Start of Input data
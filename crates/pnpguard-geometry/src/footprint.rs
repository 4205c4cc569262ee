//! Board footprints and the board-local frame.
//!
//! A board is placed with its origin corner at `origin` (machine coordinates,
//! including the board's rotation) and extends `width` along its local +X and
//! `length` along its local +Y.  A point is expressed in the board-local frame
//! by subtracting the origin and rotating by the negative board rotation.
//!
//! The containment test is a rectangle grown outward by a margin on all four
//! sides.  It approximates a circular clearance around the tool and is not a
//! swept-volume check.

use pnpguard_types::{Length, LengthUnit, Location};

/// Outline of one fixtured board in machine space.
#[derive(Debug, Clone, Copy, PartialEq)]
pub struct BoardFootprint {
    /// Board origin corner and rotation in machine coordinates.
    pub origin: Location,
    /// Board extent along its local X.
    pub width: Length,
    /// Board extent along its local Y.
    pub length: Length,
}

impl BoardFootprint {
    pub fn new(origin: Location, width: Length, length: Length) -> Self {
        Self {
            origin,
            width,
            length,
        }
    }

    /// Express a machine-space `point` in this board's local frame
    /// (millimeters).
    pub fn to_local(&self, point: Location) -> Location {
        let origin = self.origin.convert_to_units(LengthUnit::Millimeters);
        (point.convert_to_units(LengthUnit::Millimeters) - origin).rotate_xy(-origin.rotation)
    }

    /// `true` when `point` is clear of the board: outside the footprint grown
    /// by `margin` on at least one side, or above the board surface.
    ///
    /// Points exactly on the grown edge count as clear.  A point exactly at
    /// the board surface height (local Z == 0) is *not* above it.
    pub fn is_clear(&self, point: Location, margin: Length) -> bool {
        let local = self.to_local(point);
        let m = margin.to_mm();
        let width = self.width.to_mm();
        let length = self.length.to_mm();

        local.x <= -m
            || local.y <= -m
            || local.x >= width + m
            || local.y >= length + m
            || local.z > 0.0
    }
}

#[cfg(test)]
mod tests {
    use super::*;

    fn board_100(origin: Location) -> BoardFootprint {
        BoardFootprint::new(origin, Length::mm(100.0), Length::mm(100.0))
    }

    #[test]
    fn point_inside_below_surface_is_not_clear() {
        let b = board_100(Location::mm(0.0, 0.0, 0.0, 0.0));
        assert!(!b.is_clear(Location::mm(50.0, 50.0, -5.0, 0.0), Length::mm(1.0)));
    }

    #[test]
    fn point_far_outside_is_clear() {
        let b = board_100(Location::mm(0.0, 0.0, 0.0, 0.0));
        assert!(b.is_clear(Location::mm(200.0, 200.0, -5.0, 0.0), Length::mm(1.0)));
    }

    #[test]
    fn point_above_surface_is_clear() {
        let b = board_100(Location::mm(0.0, 0.0, 0.0, 0.0));
        assert!(b.is_clear(Location::mm(50.0, 50.0, 0.1, 0.0), Length::mm(1.0)));
    }

    #[test]
    fn point_at_surface_height_is_not_clear() {
        let b = board_100(Location::mm(0.0, 0.0, -2.0, 0.0));
        assert!(!b.is_clear(Location::mm(50.0, 50.0, -2.0, 0.0), Length::mm(1.0)));
    }

    #[test]
    fn margin_band_is_not_clear() {
        let b = board_100(Location::mm(0.0, 0.0, 0.0, 0.0));
        // 1 mm outside the raw outline, margin 1.75 mm.
        assert!(!b.is_clear(Location::mm(-1.0, 50.0, -1.0, 0.0), Length::mm(1.75)));
        assert!(!b.is_clear(Location::mm(101.0, 50.0, -1.0, 0.0), Length::mm(1.75)));
        // Same point with no margin at all is clear.
        assert!(b.is_clear(Location::mm(-1.0, 50.0, -1.0, 0.0), Length::zero()));
    }

    #[test]
    fn grown_edge_counts_as_clear() {
        let b = board_100(Location::mm(0.0, 0.0, 0.0, 0.0));
        assert!(b.is_clear(Location::mm(-1.0, 50.0, -1.0, 0.0), Length::mm(1.0)));
        assert!(b.is_clear(Location::mm(50.0, 101.0, -1.0, 0.0), Length::mm(1.0)));
    }

    #[test]
    fn local_frame_follows_board_rotation() {
        // Board rotated 90°: its local +X points along machine +Y.
        let b = BoardFootprint::new(
            Location::mm(10.0, 10.0, 0.0, 90.0),
            Length::mm(50.0),
            Length::mm(20.0),
        );
        let local = b.to_local(Location::mm(10.0, 40.0, 0.0, 0.0));
        assert!((local.x - 30.0).abs() < 1e-9);
        assert!(local.y.abs() < 1e-9);

        // Inside the rotated outline…
        assert!(!b.is_clear(Location::mm(5.0, 40.0, -1.0, 0.0), Length::mm(1.0)));
        // …but outside the unrotated one.
        assert!(b.is_clear(Location::mm(40.0, 15.0, -1.0, 0.0), Length::mm(1.0)));
    }

    #[test]
    fn verdict_is_rotation_invariant() {
        let margin = Length::mm(1.0);
        let local_points = [
            Location::mm(30.0, 30.0, -1.0, 0.0),
            Location::mm(-0.5, 10.0, -1.0, 0.0),
            Location::mm(120.0, 10.0, -1.0, 0.0),
            Location::mm(50.0, 50.0, 1.0, 0.0),
        ];
        let base = board_100(Location::mm(20.0, 30.0, 0.0, 0.0));
        for angle in [0.0, 17.0, 90.0, 180.0, 271.5] {
            let rotated = board_100(Location::mm(20.0, 30.0, 0.0, angle));
            for p in local_points {
                // Re-express the same board-local point in machine space.
                let machine = p.rotate_xy(angle) + Location::mm(20.0, 30.0, 0.0, 0.0);
                let unrotated_machine = p + Location::mm(20.0, 30.0, 0.0, 0.0);
                assert_eq!(
                    rotated.is_clear(machine, margin),
                    base.is_clear(unrotated_machine, margin),
                    "angle {angle}, point {p}"
                );
            }
        }
    }

    #[test]
    fn units_are_normalized() {
        let b = BoardFootprint::new(
            Location::new(LengthUnit::Inches, 0.0, 0.0, 0.0, 0.0),
            Length::new(1.0, LengthUnit::Inches),
            Length::new(1.0, LengthUnit::Inches),
        );
        assert!(!b.is_clear(Location::mm(20.0, 20.0, -1.0, 0.0), Length::mm(1.0)));
        assert!(b.is_clear(Location::mm(27.0, 20.0, -1.0, 0.0), Length::mm(1.0)));
    }
}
End of Input data
Task to complete >> From the top of the material above, please transcribe each line exactly. Include the line with "in the board-local frame" and end there.

Answer for the task >>
filename crates/pnpguard-geometry/src/footprint.rs
repository 4205c4cc569262ee
//! Board footprints and the board-local frame.
//!
//! A board is placed with its origin corner at `origin` (machine coordinates,
//! including the board's rotation) and extends `width` along its local +X and
//! `length` along its local +Y.  A point is expressed in the board-local frame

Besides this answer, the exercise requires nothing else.